L’Éthiopie, au cœur de l’Afrique, attire tous les regards avec sa transition vers une économie tout électrique. Le pays a pris une décision audacieuse en projetant de renoncer dès 2024 aux moteurs à combustion interne, devenant ainsi le premier pays au monde à faire ce choix radical. Beaucoup prévoyaient le chaos après l’annonce du gouvernement. Pourtant, selon Automobile Propre, l’Éthiopie semble dépasser toutes les attentes.
Interdiction immédiate : premiers couacs
Dès l’annonce, l’État a interdit immédiatement la vente et l’importation de nouveaux véhicules à essence ou diesel. Cette mesure a suscité de vives réactions : les détracteurs ont pointé du doigt le manque apparent d’infrastructures de charge, les difficultés d’accès à l’électricité et les soucis d’entretien des véhicules électriques. Les premiers mois ont effectivement donné raison à ces critiques, rendant la transition initialement chaotique.

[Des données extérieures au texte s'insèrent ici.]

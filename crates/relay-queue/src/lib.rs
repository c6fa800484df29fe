//! Queue adapters for the message router.
//!
//! `QueueConsumer` abstracts the external FIFO queue: long-poll delivery,
//! finalisation (ack/nack), visibility control, and depth reporting.
//! Adapters exist for AWS SQS (`sqs` feature), AMQP brokers (`amqp`
//! feature), and an embedded SQLite queue for development (`sqlite`
//! feature).

use async_trait::async_trait;
use std::time::Duration;

use relay_common::{Message, MessagePointer, QueueStats};

pub mod error;

#[cfg(feature = "sqlite")]
pub mod sqlite;

#[cfg(feature = "sqs")]
pub mod sqs;

#[cfg(feature = "amqp")]
pub mod amqp;

pub use error::QueueError;

pub type Result<T> = std::result::Result<T, QueueError>;

/// Decode a raw queue body into a [`Message`].
///
/// Shared by every adapter so the wire format is parsed in one place.
pub fn parse_message(body: &str) -> Result<Message> {
    let message: Message = serde_json::from_str(body)?;
    if message.id.is_empty() {
        return Err(QueueError::Malformed("message id is empty".to_string()));
    }
    if message.mediation_target.is_empty() {
        return Err(QueueError::Malformed(format!(
            "message [{}] has no mediation target",
            message.id
        )));
    }
    Ok(message)
}

/// Trait for consuming messages from a queue.
#[async_trait]
pub trait QueueConsumer: Send + Sync {
    /// Unique identifier for this consumer (queue name).
    fn identifier(&self) -> &str;

    /// Long-poll for messages. May return an empty list.
    async fn poll(&self, max_messages: u32, wait: Duration) -> Result<Vec<MessagePointer>>;

    /// Acknowledge a message (remove from the queue).
    async fn ack(&self, receipt: &str) -> Result<()>;

    /// Negative-acknowledge: make the message visible again after the
    /// optional delay. Brokers without native nack shorten the
    /// visibility timeout instead.
    async fn nack(&self, receipt: &str, delay_seconds: Option<u32>) -> Result<()>;

    /// Extend the visibility timeout for a message still being processed.
    async fn extend_visibility(&self, receipt: &str, seconds: u32) -> Result<()>;

    /// Queue depth and consumer counters. None when the broker cannot
    /// report depth.
    async fn stats(&self) -> Result<Option<QueueStats>> {
        Ok(None)
    }

    fn is_healthy(&self) -> bool;

    async fn stop(&self);
}

/// Trait for publishing messages onto a queue (embedded/dev adapters).
#[async_trait]
pub trait QueuePublisher: Send + Sync {
    fn identifier(&self) -> &str;

    async fn publish(&self, message: Message) -> Result<String>;

    async fn publish_batch(&self, messages: Vec<Message>) -> Result<Vec<String>>;
}
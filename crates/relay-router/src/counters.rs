//! Per-pool processing counters.
//!
//! Lock-free counters plus an exponentially weighted moving average of
//! processing time. Snapshots feed `PoolStats` and the monitoring API.

use relay_common::MediationResult;
use std::sync::atomic::{AtomicU64, Ordering};

/// EWMA smoothing factor.
const EWMA_ALPHA: f64 = 0.2;

#[derive(Default)]
pub struct PoolCounters {
    processed: AtomicU64,
    succeeded: AtomicU64,
    failed: AtomicU64,
    rate_limited: AtomicU64,
    /// f64 bits of the current EWMA; 0 until the first sample.
    ewma_bits: AtomicU64,
}

impl PoolCounters {
    pub fn new() -> Self {
        Self::default()
    }

    /// Record a finalised message.
    pub fn record_outcome(&self, result: MediationResult, duration_ms: u64) {
        self.processed.fetch_add(1, Ordering::Relaxed);
        match result {
            MediationResult::Success => {
                self.succeeded.fetch_add(1, Ordering::Relaxed);
            }
            _ => {
                self.failed.fetch_add(1, Ordering::Relaxed);
            }
        }
        self.update_ewma(duration_ms as f64);
    }

    pub fn record_rate_limited(&self) {
        self.rate_limited.fetch_add(1, Ordering::Relaxed);
    }

    fn update_ewma(&self, sample_ms: f64) {
        let mut current = self.ewma_bits.load(Ordering::Relaxed);
        loop {
            let old = f64::from_bits(current);
            let new = if self.processed.load(Ordering::Relaxed) <= 1 {
                sample_ms
            } else {
                EWMA_ALPHA * sample_ms + (1.0 - EWMA_ALPHA) * old
            };
            match self.ewma_bits.compare_exchange_weak(
                current,
                new.to_bits(),
                Ordering::Relaxed,
                Ordering::Relaxed,
            ) {
                Ok(_) => return,
                Err(actual) => current = actual,
            }
        }
    }

    pub fn processed(&self) -> u64 {
        self.processed.load(Ordering::Relaxed)
    }

    pub fn succeeded(&self) -> u64 {
        self.succeeded.load(Ordering::Relaxed)
    }

    pub fn failed(&self) -> u64 {
        self.failed.load(Ordering::Relaxed)
    }

    pub fn rate_limited(&self) -> u64 {
        self.rate_limited.load(Ordering::Relaxed)
    }

    pub fn avg_processing_ms(&self) -> f64 {
        f64::from_bits(self.ewma_bits.load(Ordering::Relaxed))
    }
}

#[cfg(test)]
mod tests {
    use super::*;

    #[test]
    fn counts_outcomes() {
        let counters = PoolCounters::new();

        counters.record_outcome(MediationResult::Success, 100);
        counters.record_outcome(MediationResult::Success, 100);
        counters.record_outcome(MediationResult::ErrorServer, 200);

        assert_eq!(counters.processed(), 3);
        assert_eq!(counters.succeeded(), 2);
        assert_eq!(counters.failed(), 1);
    }

    #[test]
    fn first_sample_seeds_ewma() {
        let counters = PoolCounters::new();
        counters.record_outcome(MediationResult::Success, 500);
        assert!((counters.avg_processing_ms() - 500.0).abs() < 0.01);
    }

    #[test]
    fn ewma_moves_toward_recent_samples() {
        let counters = PoolCounters::new();
        counters.record_outcome(MediationResult::Success, 100);
        for _ in 0..20 {
            counters.record_outcome(MediationResult::Success, 1000);
        }
        let avg = counters.avg_processing_ms();
        assert!(avg > 800.0, "ewma {} should converge toward 1000", avg);
        assert!(avg <= 1000.0);
    }
}
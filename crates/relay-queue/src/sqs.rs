//! AWS SQS queue adapter.
//!
//! Long-polls a (FIFO) SQS queue, acks by deleting the message, and
//! nacks by shrinking the visibility timeout so the broker redelivers.

use async_trait::async_trait;
use aws_sdk_sqs::{types::QueueAttributeName, Client};
use std::sync::atomic::{AtomicBool, AtomicU64, Ordering};
use std::time::Duration;
use tracing::{debug, error, info};

use crate::{parse_message, QueueConsumer, QueueError, Result};
use relay_common::{MessagePointer, QueueStats};

/// SQS allows at most 20 seconds of long-poll wait.
const MAX_WAIT_SECONDS: u64 = 20;
/// SQS returns at most 10 messages per receive call.
const MAX_BATCH: u32 = 10;

pub struct SqsQueueConsumer {
    client: Client,
    queue_url: String,
    queue_name: String,
    visibility_timeout_seconds: i32,
    running: AtomicBool,
    total_polled: AtomicU64,
    total_acked: AtomicU64,
    total_nacked: AtomicU64,
}

impl SqsQueueConsumer {
    pub fn new(
        client: Client,
        queue_url: String,
        queue_name: String,
        visibility_timeout_seconds: i32,
    ) -> Self {
        Self {
            client,
            queue_url,
            queue_name,
            visibility_timeout_seconds,
            running: AtomicBool::new(true),
            total_polled: AtomicU64::new(0),
            total_acked: AtomicU64::new(0),
            total_nacked: AtomicU64::new(0),
        }
    }

    /// Create from a queue URL, deriving the queue name from its last
    /// path segment.
    pub fn from_queue_url(
        client: Client,
        queue_url: String,
        visibility_timeout_seconds: i32,
    ) -> Self {
        let queue_name = queue_url
            .split('/')
            .last()
            .unwrap_or("unknown")
            .to_string();
        Self::new(client, queue_url, queue_name, visibility_timeout_seconds)
    }
}

#[async_trait]
impl QueueConsumer for SqsQueueConsumer {
    fn identifier(&self) -> &str {
        &self.queue_name
    }

    async fn poll(&self, max_messages: u32, wait: Duration) -> Result<Vec<MessagePointer>> {
        if !self.running.load(Ordering::SeqCst) {
            return Err(QueueError::Stopped);
        }

        let wait_seconds = wait.as_secs().min(MAX_WAIT_SECONDS) as i32;

        let result = self
            .client
            .receive_message()
            .queue_url(&self.queue_url)
            .max_number_of_messages(max_messages.min(MAX_BATCH) as i32)
            .visibility_timeout(self.visibility_timeout_seconds)
            .wait_time_seconds(wait_seconds)
            .send()
            .await
            .map_err(|e| QueueError::Broker(e.to_string()))?;

        let sqs_messages = result.messages.unwrap_or_default();
        let mut pointers = Vec::with_capacity(sqs_messages.len());

        for sqs_msg in sqs_messages {
            let receipt = match sqs_msg.receipt_handle() {
                Some(r) => r.to_string(),
                None => {
                    error!(queue = %self.queue_name, "SQS delivery without receipt handle");
                    continue;
                }
            };

            let body = sqs_msg.body().unwrap_or_default();
            match parse_message(body) {
                Ok(message) => {
                    pointers.push(MessagePointer::new(
                        message,
                        receipt,
                        self.queue_name.clone(),
                    ));
                }
                Err(e) => {
                    // Nack so the broker's max-receive-count eventually
                    // moves the malformed message to its DLQ.
                    error!(
                        queue = %self.queue_name,
                        error = %e,
                        "Failed to parse SQS message body, nacking toward the DLQ"
                    );
                    let _ = self.nack(&receipt, None).await;
                }
            }
        }

        if !pointers.is_empty() {
            self.total_polled
                .fetch_add(pointers.len() as u64, Ordering::Relaxed);
            debug!(queue = %self.queue_name, count = pointers.len(), "Polled messages from SQS");
        }

        Ok(pointers)
    }

    async fn ack(&self, receipt: &str) -> Result<()> {
        self.client
            .delete_message()
            .queue_url(&self.queue_url)
            .receipt_handle(receipt)
            .send()
            .await
            .map_err(|e| QueueError::Broker(e.to_string()))?;

        self.total_acked.fetch_add(1, Ordering::Relaxed);
        debug!(queue = %self.queue_name, "Message acknowledged in SQS");
        Ok(())
    }

    async fn nack(&self, receipt: &str, delay_seconds: Option<u32>) -> Result<()> {
        // SQS has no native nack: shrink the visibility timeout so the
        // broker redelivers after the requested delay (0 = immediately).
        let visibility_timeout = delay_seconds.unwrap_or(0) as i32;

        self.client
            .change_message_visibility()
            .queue_url(&self.queue_url)
            .receipt_handle(receipt)
            .visibility_timeout(visibility_timeout)
            .send()
            .await
            .map_err(|e| QueueError::Broker(e.to_string()))?;

        self.total_nacked.fetch_add(1, Ordering::Relaxed);
        debug!(
            queue = %self.queue_name,
            visibility_timeout = visibility_timeout,
            "Message NACKed in SQS"
        );
        Ok(())
    }

    async fn extend_visibility(&self, receipt: &str, seconds: u32) -> Result<()> {
        self.client
            .change_message_visibility()
            .queue_url(&self.queue_url)
            .receipt_handle(receipt)
            .visibility_timeout(seconds as i32)
            .send()
            .await
            .map_err(|e| QueueError::Broker(e.to_string()))?;

        debug!(queue = %self.queue_name, seconds = seconds, "Visibility extended in SQS");
        Ok(())
    }

    async fn stats(&self) -> Result<Option<QueueStats>> {
        let result = self
            .client
            .get_queue_attributes()
            .queue_url(&self.queue_url)
            .attribute_names(QueueAttributeName::ApproximateNumberOfMessages)
            .attribute_names(QueueAttributeName::ApproximateNumberOfMessagesNotVisible)
            .send()
            .await
            .map_err(|e| QueueError::Broker(e.to_string()))?;

        let attributes = result.attributes();

        let pending = attributes
            .and_then(|attrs| attrs.get(&QueueAttributeName::ApproximateNumberOfMessages))
            .and_then(|v| v.parse::<u64>().ok())
            .unwrap_or(0);

        let in_flight_at_broker = attributes
            .and_then(|attrs| attrs.get(&QueueAttributeName::ApproximateNumberOfMessagesNotVisible))
            .and_then(|v| v.parse::<u64>().ok())
            .unwrap_or(0);

        Ok(Some(QueueStats {
            queue_identifier: self.queue_name.clone(),
            pending,
            in_flight_at_broker,
            total_polled: self.total_polled.load(Ordering::Relaxed),
            total_acked: self.total_acked.load(Ordering::Relaxed),
            total_nacked: self.total_nacked.load(Ordering::Relaxed),
        }))
    }

    fn is_healthy(&self) -> bool {
        self.running.load(Ordering::SeqCst)
    }

    async fn stop(&self) {
        self.running.store(false, Ordering::SeqCst);
        info!(queue = %self.queue_name, "SQS queue consumer stopped");
    }
}
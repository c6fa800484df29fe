//! ALB target-group registration strategy.
//!
//! Registers this instance's IP and port with an Elastic Load Balancing
//! v2 target group. The IP is taken from the ECS container metadata
//! endpoint when available, falling back to the local hostname lookup;
//! credentials come from the ambient AWS identity.

use async_trait::async_trait;
use aws_sdk_elasticloadbalancingv2::types::TargetDescription;
use aws_sdk_elasticloadbalancingv2::Client;
use chrono::{DateTime, Utc};
use parking_lot::RwLock;
use std::sync::atomic::{AtomicBool, Ordering};
use std::time::Duration;
use tracing::{debug, info};

use crate::{Result, TrafficError, TrafficStatus, TrafficStrategy};

/// ECS task metadata endpoint environment variable (v4).
const ECS_METADATA_ENV: &str = "ECS_CONTAINER_METADATA_URI_V4";

#[derive(Debug, Clone)]
pub struct AlbConfig {
    pub target_group_arn: String,
    pub port: u16,
    /// Explicit IP override; auto-detected when empty.
    pub ip_address: String,
}

pub struct AlbTargetGroupStrategy {
    client: Client,
    config: AlbConfig,
    ip_address: String,
    registered: AtomicBool,
    last_operation: RwLock<Option<DateTime<Utc>>>,
    last_error: RwLock<Option<String>>,
}

impl AlbTargetGroupStrategy {
    pub async fn new(client: Client, config: AlbConfig) -> Result<Self> {
        if config.target_group_arn.is_empty() {
            return Err(TrafficError::Config(
                "target group ARN is required".to_string(),
            ));
        }

        let ip_address = if config.ip_address.is_empty() {
            detect_ip_address().await?
        } else {
            config.ip_address.clone()
        };

        info!(
            target_group = %config.target_group_arn,
            ip = %ip_address,
            port = config.port,
            "ALB traffic strategy initialized"
        );

        Ok(Self {
            client,
            config,
            ip_address,
            registered: AtomicBool::new(false),
            last_operation: RwLock::new(None),
            last_error: RwLock::new(None),
        })
    }

    fn target(&self) -> Result<TargetDescription> {
        Ok(TargetDescription::builder()
            .id(&self.ip_address)
            .port(self.config.port as i32)
            .build())
    }

    fn record(&self, registered: bool, error: Option<String>) {
        self.registered.store(registered, Ordering::SeqCst);
        *self.last_operation.write() = Some(Utc::now());
        *self.last_error.write() = error;
    }
}

#[async_trait]
impl TrafficStrategy for AlbTargetGroupStrategy {
    fn strategy_type(&self) -> &str {
        "ALB_TARGET_GROUP"
    }

    async fn register(&self) -> Result<()> {
        let target = self.target()?;
        let result = self
            .client
            .register_targets()
            .target_group_arn(&self.config.target_group_arn)
            .targets(target)
            .send()
            .await;

        match result {
            Ok(_) => {
                info!(
                    target_group = %self.config.target_group_arn,
                    ip = %self.ip_address,
                    port = self.config.port,
                    "Registered with target group"
                );
                self.record(true, None);
                Ok(())
            }
            Err(e) => {
                let detail = e.to_string();
                self.record(false, Some(detail.clone()));
                Err(TrafficError::LoadBalancer(detail))
            }
        }
    }

    async fn deregister(&self) -> Result<()> {
        let target = self.target()?;
        let result = self
            .client
            .deregister_targets()
            .target_group_arn(&self.config.target_group_arn)
            .targets(target)
            .send()
            .await;

        match result {
            Ok(_) => {
                info!(
                    target_group = %self.config.target_group_arn,
                    ip = %self.ip_address,
                    "Deregistered from target group"
                );
                self.record(false, None);
                Ok(())
            }
            Err(e) => {
                let detail = e.to_string();
                *self.last_operation.write() = Some(Utc::now());
                *self.last_error.write() = Some(detail.clone());
                Err(TrafficError::LoadBalancer(detail))
            }
        }
    }

    fn is_registered(&self) -> bool {
        self.registered.load(Ordering::SeqCst)
    }

    fn status(&self) -> TrafficStatus {
        TrafficStatus {
            enabled: true,
            strategy_type: self.strategy_type().to_string(),
            registered: self.is_registered(),
            target_info: Some(format!(
                "{} -> {}:{}",
                self.config.target_group_arn, self.ip_address, self.config.port
            )),
            last_operation: *self.last_operation.read(),
            last_error: self.last_error.read().clone(),
        }
    }
}

/// Detect this instance's IP: ECS task metadata first, then the local
/// hostname's resolved address.
async fn detect_ip_address() -> Result<String> {
    if let Ok(metadata_uri) = std::env::var(ECS_METADATA_ENV) {
        debug!(uri = %metadata_uri, "Detecting IP from ECS metadata endpoint");
        match fetch_ecs_ip(&metadata_uri).await {
            Ok(ip) => return Ok(ip),
            Err(e) => {
                debug!(error = %e, "ECS metadata lookup failed, falling back to hostname");
            }
        }
    }

    let hostname = hostname_lookup()?;
    Ok(hostname)
}

async fn fetch_ecs_ip(metadata_uri: &str) -> Result<String> {
    let client = reqwest::Client::builder()
        .timeout(Duration::from_secs(2))
        .build()
        .map_err(|e| TrafficError::AddressDetection(e.to_string()))?;

    let task: serde_json::Value = client
        .get(format!("{}/task", metadata_uri))
        .send()
        .await
        .map_err(|e| TrafficError::AddressDetection(e.to_string()))?
        .json()
        .await
        .map_err(|e| TrafficError::AddressDetection(e.to_string()))?;

    task.pointer("/Containers/0/Networks/0/IPv4Addresses/0")
        .and_then(|v| v.as_str())
        .map(|s| s.to_string())
        .ok_or_else(|| {
            TrafficError::AddressDetection("no IPv4 address in task metadata".to_string())
        })
}

fn hostname_lookup() -> Result<String> {
    use std::net::ToSocketAddrs;

    let hostname = std::env::var("HOSTNAME")
        .map_err(|_| TrafficError::AddressDetection("HOSTNAME not set".to_string()))?;

    let addr = (hostname.as_str(), 0u16)
        .to_socket_addrs()
        .map_err(|e| TrafficError::AddressDetection(e.to_string()))?
        .find(|a| a.is_ipv4())
        .ok_or_else(|| {
            TrafficError::AddressDetection(format!("no IPv4 address for host {}", hostname))
        })?;

    Ok(addr.ip().to_string())
}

Mais le pays n’est pas resté les bras croisés. Les concessions automobiles, les stations-service et les nouvelles constructions d’immeubles ou d’hôtels ont reçu l’obligation d’installer des chargeurs, ce qui a commencé à faciliter l’adoption du véhicule électrique.
Le barrage du Nil Bleu, un tournant décisif
Le vrai changement est arrivé avec l’inauguration du grand barrage sur le Nil Bleu. Cette infrastructure, avec une capacité de stockage dépassant les 5 GW, est devenue la plus grande infrastructure de production électrique du continent. Grâce à elle, l’Éthiopie a gagné en indépendance énergétique, transformant le scepticisme des débuts en une réussite palpable.
Ces avancées ont été accompagnées par de lourds investissements dans le réseau électrique. Les stations de charge pour véhicules électriques se multiplient : on trouve désormais des bornes de charge lente mais aussi un nombre croissant de chargeurs rapides, ce qui facilite beaucoup l’usage quotidien.
Un parc automobile qui explose
En seulement deux ans, l’Éthiopie a porté son parc de véhicules électriques à environ 115 000, soit plus de 8 % du parc automobile total. Cette montée en puissance illustre l’enthousiasme pour cette nouvelle mobilité, plus propre et plus économique. Le coût moyen de l’électricité pour les conducteurs est d’environ 3,68 € par mois, soit sept fois moins que pour un véhicule fonctionnant à l’essence.
La demande a aussi stimulé l’industrie locale : l’assemblage de véhicules électriques a démarré en interne. Dix-sept structures se sont lancées, toutes issues de partenariats stratégiques avec des constructeurs indiens et chinois, même s’il n’existe pas encore de marque locale.